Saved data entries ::
================================

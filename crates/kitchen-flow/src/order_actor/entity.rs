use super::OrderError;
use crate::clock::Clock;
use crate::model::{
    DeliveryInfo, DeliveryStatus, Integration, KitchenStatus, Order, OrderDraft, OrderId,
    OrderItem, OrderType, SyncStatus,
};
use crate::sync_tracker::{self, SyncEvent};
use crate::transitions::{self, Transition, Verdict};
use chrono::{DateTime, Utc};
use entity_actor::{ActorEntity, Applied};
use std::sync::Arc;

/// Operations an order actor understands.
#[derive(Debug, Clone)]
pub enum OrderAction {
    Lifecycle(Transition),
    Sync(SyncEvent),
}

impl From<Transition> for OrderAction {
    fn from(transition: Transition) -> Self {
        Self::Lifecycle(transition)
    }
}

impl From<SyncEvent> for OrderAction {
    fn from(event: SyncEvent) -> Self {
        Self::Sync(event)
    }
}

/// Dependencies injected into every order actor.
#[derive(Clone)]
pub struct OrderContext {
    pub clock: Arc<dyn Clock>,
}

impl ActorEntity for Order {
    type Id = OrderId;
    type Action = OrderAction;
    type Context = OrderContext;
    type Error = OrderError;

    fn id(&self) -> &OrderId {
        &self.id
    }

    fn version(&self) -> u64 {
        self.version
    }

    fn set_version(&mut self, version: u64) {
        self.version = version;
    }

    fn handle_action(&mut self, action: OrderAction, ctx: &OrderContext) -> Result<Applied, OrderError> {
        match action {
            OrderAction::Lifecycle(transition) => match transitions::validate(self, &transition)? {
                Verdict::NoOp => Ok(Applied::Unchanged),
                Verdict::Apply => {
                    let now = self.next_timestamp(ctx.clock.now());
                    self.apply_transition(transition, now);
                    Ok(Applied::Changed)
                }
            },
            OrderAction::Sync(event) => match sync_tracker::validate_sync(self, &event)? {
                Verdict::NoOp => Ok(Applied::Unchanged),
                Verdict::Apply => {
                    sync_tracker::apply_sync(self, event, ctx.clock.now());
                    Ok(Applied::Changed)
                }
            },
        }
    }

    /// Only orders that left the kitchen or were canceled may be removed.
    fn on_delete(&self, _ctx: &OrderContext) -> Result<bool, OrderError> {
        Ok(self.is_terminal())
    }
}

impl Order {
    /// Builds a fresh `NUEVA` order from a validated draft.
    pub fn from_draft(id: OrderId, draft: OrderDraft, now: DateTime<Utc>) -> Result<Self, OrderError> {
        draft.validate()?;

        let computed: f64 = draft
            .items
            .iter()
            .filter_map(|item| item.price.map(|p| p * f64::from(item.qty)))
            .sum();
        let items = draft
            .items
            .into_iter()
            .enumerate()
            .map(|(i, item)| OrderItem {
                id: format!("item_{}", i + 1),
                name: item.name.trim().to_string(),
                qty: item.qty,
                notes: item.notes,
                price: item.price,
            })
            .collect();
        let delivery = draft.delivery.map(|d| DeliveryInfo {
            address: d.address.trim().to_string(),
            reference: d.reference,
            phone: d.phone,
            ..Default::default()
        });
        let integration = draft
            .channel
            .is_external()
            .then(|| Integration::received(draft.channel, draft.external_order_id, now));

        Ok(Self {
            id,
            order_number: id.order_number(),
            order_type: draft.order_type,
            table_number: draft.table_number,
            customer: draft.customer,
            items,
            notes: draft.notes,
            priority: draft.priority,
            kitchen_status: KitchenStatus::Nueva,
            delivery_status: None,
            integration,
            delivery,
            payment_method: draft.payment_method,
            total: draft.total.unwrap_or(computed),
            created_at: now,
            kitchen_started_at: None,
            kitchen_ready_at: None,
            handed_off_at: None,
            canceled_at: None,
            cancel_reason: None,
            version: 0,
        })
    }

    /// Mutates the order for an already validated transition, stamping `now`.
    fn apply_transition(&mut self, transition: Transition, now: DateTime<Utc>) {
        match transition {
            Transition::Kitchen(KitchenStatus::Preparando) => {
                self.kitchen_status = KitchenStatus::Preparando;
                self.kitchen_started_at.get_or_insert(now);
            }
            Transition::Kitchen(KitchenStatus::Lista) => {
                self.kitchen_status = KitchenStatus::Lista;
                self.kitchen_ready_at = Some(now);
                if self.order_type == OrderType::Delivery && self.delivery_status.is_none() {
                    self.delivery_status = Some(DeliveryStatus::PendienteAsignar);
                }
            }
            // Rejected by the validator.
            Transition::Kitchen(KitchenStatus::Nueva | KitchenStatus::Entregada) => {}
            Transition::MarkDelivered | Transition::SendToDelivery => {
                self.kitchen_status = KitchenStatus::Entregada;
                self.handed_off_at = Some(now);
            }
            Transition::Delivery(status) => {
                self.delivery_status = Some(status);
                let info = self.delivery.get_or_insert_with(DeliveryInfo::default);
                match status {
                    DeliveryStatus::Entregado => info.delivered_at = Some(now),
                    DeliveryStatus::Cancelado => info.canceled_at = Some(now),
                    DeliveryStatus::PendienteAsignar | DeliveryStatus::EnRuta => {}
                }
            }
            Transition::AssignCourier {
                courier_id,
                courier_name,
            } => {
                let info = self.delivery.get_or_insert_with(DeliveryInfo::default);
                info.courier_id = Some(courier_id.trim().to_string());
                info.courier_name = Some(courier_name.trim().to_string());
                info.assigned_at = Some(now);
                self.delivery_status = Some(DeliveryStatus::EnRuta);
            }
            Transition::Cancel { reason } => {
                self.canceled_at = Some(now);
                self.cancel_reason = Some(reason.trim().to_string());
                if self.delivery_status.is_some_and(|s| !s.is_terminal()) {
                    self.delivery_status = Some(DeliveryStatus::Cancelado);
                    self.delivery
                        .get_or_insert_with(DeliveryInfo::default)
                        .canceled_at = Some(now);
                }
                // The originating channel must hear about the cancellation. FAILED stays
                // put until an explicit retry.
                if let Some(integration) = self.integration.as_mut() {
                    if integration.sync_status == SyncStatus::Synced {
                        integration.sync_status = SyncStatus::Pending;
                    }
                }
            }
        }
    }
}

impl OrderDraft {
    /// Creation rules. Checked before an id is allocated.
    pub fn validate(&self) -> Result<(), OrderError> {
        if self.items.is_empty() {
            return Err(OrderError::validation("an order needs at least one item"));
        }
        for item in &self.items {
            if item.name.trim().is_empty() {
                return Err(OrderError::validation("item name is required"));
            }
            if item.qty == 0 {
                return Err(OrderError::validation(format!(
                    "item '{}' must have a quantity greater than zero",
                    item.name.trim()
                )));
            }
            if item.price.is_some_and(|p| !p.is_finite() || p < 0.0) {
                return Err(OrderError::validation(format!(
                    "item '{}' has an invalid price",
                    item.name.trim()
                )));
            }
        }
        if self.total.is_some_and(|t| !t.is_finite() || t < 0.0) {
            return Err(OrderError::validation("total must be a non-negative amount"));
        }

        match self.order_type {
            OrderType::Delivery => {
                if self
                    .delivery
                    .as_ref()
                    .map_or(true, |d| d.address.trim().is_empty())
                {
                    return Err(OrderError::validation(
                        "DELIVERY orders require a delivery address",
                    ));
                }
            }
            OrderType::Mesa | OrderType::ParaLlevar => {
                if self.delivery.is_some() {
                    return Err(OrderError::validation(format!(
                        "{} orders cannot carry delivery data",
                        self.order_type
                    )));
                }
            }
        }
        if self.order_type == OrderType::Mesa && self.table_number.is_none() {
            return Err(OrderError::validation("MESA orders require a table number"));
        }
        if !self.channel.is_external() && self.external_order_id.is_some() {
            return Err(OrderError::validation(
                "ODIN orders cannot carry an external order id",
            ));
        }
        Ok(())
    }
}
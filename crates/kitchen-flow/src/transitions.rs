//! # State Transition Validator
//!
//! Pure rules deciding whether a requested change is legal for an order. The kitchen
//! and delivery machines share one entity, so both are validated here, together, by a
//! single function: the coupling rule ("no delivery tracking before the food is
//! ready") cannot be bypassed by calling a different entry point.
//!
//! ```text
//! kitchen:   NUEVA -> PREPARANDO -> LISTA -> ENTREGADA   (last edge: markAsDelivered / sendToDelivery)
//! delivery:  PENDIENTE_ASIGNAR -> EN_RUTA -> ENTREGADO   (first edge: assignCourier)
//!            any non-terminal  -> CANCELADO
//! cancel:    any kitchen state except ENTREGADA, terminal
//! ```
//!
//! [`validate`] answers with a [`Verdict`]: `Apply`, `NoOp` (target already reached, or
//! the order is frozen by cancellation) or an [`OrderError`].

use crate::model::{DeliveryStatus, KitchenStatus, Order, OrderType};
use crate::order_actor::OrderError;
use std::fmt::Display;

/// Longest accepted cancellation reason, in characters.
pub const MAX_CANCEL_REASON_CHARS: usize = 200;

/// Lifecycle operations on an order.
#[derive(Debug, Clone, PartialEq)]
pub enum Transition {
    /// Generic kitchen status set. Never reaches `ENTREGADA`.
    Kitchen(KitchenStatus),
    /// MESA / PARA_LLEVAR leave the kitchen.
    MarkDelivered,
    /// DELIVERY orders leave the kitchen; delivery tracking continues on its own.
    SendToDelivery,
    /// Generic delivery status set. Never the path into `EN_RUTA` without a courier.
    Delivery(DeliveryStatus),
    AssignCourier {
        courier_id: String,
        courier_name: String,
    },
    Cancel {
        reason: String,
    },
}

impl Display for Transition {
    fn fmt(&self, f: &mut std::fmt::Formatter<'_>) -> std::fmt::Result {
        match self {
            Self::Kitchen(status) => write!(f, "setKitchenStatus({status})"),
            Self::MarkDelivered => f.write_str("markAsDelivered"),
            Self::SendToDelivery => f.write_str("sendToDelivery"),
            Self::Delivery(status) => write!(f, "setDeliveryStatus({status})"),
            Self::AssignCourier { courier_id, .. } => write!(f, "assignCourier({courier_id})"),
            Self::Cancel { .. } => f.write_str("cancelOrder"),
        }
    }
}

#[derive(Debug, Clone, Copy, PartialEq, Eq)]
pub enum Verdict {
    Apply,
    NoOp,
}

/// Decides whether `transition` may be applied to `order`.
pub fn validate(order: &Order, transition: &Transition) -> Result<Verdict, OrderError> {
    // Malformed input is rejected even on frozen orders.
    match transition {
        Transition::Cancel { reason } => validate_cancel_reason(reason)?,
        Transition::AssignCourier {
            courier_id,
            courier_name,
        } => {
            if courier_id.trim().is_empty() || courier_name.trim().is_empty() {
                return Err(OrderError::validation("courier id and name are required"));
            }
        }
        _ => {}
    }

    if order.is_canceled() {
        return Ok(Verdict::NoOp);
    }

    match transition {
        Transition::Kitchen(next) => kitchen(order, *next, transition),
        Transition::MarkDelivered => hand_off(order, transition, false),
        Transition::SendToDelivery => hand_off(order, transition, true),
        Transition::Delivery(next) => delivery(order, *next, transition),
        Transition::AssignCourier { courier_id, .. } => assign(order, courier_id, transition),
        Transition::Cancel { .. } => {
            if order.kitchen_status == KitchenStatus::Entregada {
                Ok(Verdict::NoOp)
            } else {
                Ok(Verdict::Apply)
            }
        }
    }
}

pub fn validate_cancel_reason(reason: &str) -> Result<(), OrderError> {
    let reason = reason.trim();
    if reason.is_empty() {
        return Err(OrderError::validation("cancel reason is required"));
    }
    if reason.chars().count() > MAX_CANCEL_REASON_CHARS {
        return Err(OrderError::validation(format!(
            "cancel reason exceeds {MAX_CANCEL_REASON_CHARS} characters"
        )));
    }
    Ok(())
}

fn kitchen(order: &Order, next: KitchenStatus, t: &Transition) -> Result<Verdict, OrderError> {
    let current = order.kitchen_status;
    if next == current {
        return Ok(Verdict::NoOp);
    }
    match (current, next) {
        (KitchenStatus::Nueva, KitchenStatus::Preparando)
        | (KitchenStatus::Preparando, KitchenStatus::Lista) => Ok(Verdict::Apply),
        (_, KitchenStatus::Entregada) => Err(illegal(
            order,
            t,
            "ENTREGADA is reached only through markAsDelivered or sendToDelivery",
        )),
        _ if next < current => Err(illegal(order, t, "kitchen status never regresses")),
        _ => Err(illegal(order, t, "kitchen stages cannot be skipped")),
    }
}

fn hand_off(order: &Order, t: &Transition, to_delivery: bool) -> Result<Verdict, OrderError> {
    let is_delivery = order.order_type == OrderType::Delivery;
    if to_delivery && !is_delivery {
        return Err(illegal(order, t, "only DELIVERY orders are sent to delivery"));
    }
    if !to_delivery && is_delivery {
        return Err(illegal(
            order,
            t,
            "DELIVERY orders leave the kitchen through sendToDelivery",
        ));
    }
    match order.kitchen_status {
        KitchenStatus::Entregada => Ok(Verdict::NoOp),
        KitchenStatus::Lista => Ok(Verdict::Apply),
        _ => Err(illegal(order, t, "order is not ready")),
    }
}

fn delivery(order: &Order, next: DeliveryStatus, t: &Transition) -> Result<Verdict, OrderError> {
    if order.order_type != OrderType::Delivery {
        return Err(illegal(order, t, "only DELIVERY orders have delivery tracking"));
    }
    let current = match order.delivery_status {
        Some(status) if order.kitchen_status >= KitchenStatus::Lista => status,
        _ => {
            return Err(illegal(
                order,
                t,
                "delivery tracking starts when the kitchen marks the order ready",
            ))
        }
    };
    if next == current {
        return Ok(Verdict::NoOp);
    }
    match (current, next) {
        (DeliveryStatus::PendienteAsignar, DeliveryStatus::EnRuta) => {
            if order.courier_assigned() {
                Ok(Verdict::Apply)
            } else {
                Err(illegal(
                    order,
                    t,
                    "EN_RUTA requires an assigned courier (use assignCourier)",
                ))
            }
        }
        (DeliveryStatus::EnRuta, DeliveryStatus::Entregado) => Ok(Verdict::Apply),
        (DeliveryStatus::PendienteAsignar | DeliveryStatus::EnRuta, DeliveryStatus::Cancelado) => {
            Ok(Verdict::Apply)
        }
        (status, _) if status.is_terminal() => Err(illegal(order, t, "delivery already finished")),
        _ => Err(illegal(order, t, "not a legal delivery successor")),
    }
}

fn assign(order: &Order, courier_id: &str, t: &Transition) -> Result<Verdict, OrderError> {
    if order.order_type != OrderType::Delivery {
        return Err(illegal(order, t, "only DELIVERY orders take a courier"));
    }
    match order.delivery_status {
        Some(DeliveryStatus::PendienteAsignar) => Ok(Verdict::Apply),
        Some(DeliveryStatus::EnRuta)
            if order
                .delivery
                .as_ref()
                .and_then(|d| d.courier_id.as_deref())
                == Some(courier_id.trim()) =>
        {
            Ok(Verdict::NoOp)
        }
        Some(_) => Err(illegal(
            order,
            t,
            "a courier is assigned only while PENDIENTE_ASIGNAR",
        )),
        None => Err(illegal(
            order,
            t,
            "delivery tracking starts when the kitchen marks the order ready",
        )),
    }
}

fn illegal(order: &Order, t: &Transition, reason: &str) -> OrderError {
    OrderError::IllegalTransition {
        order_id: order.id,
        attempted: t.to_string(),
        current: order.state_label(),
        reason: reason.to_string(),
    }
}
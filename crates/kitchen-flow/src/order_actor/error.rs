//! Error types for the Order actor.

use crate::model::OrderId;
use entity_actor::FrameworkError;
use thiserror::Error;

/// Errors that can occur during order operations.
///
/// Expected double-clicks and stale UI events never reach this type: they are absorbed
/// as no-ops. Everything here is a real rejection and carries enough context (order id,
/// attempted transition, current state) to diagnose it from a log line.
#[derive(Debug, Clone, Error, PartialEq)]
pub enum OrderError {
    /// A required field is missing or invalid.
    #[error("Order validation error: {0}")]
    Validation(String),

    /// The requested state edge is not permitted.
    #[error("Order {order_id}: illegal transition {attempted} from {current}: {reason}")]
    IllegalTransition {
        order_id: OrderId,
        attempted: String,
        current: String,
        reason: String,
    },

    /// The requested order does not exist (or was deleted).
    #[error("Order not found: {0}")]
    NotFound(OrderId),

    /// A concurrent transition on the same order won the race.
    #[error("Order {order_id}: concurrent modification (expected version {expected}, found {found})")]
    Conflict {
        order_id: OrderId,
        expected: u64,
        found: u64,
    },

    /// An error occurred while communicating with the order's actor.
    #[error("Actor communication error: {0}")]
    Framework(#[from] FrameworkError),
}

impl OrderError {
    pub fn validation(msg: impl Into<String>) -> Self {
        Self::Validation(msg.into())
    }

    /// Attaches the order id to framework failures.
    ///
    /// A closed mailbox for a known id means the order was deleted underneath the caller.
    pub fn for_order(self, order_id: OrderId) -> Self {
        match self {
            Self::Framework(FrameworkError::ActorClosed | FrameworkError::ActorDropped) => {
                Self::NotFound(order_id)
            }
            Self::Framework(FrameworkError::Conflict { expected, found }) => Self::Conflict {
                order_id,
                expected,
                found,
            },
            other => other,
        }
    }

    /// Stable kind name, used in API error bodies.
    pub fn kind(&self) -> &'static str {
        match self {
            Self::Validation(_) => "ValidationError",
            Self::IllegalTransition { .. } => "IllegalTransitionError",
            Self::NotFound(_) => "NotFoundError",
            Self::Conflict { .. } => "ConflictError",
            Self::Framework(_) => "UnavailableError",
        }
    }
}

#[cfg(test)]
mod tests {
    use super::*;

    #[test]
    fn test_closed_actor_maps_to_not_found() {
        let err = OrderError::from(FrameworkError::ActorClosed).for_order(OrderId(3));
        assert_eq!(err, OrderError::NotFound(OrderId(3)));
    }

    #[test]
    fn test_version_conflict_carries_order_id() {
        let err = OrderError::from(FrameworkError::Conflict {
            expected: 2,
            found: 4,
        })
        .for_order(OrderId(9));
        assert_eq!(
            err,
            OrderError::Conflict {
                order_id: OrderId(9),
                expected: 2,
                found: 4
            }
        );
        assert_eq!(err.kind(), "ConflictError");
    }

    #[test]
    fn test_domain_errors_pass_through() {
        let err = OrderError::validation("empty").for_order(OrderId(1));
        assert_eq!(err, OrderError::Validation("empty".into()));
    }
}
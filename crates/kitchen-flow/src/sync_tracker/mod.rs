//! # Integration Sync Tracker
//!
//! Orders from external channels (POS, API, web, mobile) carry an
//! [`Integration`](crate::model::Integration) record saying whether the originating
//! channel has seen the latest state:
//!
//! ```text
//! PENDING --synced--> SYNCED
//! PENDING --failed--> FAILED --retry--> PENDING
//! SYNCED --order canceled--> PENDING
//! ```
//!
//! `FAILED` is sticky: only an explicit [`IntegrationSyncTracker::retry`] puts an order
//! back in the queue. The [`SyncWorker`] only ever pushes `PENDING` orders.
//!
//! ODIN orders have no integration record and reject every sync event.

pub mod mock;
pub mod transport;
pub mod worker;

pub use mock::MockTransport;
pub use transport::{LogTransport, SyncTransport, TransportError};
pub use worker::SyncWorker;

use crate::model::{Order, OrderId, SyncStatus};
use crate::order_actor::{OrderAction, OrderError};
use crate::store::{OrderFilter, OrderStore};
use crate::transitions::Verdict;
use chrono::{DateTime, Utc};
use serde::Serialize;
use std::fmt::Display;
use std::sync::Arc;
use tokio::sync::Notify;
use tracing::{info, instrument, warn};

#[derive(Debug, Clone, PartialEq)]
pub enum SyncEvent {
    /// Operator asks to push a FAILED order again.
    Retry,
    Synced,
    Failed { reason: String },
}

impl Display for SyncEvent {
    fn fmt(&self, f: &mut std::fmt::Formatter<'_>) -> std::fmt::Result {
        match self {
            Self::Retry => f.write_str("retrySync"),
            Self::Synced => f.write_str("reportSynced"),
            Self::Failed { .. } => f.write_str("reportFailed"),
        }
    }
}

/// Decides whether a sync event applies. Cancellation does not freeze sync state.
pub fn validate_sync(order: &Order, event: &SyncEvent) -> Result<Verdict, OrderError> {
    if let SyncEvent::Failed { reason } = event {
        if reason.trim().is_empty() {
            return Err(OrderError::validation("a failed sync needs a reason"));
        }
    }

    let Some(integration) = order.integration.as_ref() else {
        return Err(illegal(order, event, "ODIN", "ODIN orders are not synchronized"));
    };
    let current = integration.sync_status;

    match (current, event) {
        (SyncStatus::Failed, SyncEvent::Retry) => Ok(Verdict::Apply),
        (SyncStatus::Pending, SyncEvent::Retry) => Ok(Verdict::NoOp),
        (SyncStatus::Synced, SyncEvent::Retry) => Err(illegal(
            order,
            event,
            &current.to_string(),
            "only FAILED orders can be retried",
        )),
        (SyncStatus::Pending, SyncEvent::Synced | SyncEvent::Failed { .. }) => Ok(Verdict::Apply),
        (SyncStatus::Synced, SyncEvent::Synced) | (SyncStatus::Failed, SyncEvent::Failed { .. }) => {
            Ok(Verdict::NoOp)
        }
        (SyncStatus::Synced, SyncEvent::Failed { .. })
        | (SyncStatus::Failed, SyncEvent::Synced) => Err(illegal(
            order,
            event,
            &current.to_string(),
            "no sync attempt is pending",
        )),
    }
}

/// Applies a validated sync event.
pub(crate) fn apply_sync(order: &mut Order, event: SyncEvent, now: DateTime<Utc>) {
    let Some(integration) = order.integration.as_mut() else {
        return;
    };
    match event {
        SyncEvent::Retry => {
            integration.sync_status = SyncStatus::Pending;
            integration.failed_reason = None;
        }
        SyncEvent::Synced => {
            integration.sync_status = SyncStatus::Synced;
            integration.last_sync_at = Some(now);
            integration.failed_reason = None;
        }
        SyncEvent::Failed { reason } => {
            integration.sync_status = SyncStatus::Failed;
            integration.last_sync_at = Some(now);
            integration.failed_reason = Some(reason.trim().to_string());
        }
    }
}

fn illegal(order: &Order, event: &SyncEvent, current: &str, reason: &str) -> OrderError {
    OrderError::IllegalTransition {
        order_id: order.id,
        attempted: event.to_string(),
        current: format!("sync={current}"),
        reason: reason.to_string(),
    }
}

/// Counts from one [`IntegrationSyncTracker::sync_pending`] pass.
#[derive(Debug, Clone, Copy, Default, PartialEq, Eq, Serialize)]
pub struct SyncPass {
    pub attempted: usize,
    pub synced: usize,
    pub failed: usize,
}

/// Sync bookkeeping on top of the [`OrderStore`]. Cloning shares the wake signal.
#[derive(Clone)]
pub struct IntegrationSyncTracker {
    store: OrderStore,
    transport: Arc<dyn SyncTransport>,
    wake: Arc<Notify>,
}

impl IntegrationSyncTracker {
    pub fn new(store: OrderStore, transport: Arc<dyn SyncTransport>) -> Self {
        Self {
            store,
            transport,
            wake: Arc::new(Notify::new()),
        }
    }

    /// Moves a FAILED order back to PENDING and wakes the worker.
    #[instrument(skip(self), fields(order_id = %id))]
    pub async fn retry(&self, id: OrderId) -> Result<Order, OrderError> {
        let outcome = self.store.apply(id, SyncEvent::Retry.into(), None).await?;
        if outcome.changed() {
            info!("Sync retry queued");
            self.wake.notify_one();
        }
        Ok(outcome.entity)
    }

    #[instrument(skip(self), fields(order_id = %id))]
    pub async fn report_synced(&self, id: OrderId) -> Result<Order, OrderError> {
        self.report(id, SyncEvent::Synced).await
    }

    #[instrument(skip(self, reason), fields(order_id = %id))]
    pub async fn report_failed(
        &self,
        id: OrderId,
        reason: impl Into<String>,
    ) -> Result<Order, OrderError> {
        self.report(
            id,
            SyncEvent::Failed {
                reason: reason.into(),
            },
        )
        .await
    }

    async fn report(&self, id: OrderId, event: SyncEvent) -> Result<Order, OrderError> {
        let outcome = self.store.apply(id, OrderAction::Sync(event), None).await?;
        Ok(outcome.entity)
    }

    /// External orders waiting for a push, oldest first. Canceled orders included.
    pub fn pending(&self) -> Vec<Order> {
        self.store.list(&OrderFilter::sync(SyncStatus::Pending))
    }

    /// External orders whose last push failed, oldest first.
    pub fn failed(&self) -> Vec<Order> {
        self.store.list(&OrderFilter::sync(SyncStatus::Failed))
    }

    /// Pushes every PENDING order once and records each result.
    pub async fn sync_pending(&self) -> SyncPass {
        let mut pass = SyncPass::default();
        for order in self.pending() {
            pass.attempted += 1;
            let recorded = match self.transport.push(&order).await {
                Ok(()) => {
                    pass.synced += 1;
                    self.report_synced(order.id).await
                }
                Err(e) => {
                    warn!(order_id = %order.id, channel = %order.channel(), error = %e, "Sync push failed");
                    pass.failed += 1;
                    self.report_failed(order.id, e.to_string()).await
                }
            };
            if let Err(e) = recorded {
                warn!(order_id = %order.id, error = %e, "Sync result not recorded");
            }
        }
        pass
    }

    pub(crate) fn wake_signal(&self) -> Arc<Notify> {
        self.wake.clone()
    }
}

================================

Task statement :: Exactly as written, please transcribe the lines from the start of the records above to the line that holds "type Error = OrderError;", both ends included.

Answer for the task ::
filename crates/kitchen-flow/src/order_actor/entity.rs
use super::OrderError;
use crate::clock::Clock;
use crate::model::{
    DeliveryInfo, DeliveryStatus, Integration, KitchenStatus, Order, OrderDraft, OrderId,
    OrderItem, OrderType, SyncStatus,
};
use crate::sync_tracker::{self, SyncEvent};
use crate::transitions::{self, Transition, Verdict};
use chrono::{DateTime, Utc};
use entity_actor::{ActorEntity, Applied};
use std::sync::Arc;

/// Operations an order actor understands.
#[derive(Debug, Clone)]
pub enum OrderAction {
    Lifecycle(Transition),
    Sync(SyncEvent),
}

impl From<Transition> for OrderAction {
    fn from(transition: Transition) -> Self {
        Self::Lifecycle(transition)
    }
}

impl From<SyncEvent> for OrderAction {
    fn from(event: SyncEvent) -> Self {
        Self::Sync(event)
    }
}

/// Dependencies injected into every order actor.
#[derive(Clone)]
pub struct OrderContext {
    pub clock: Arc<dyn Clock>,
}

impl ActorEntity for Order {
    type Id = OrderId;
    type Action = OrderAction;
    type Context = OrderContext;
    type Error = OrderError;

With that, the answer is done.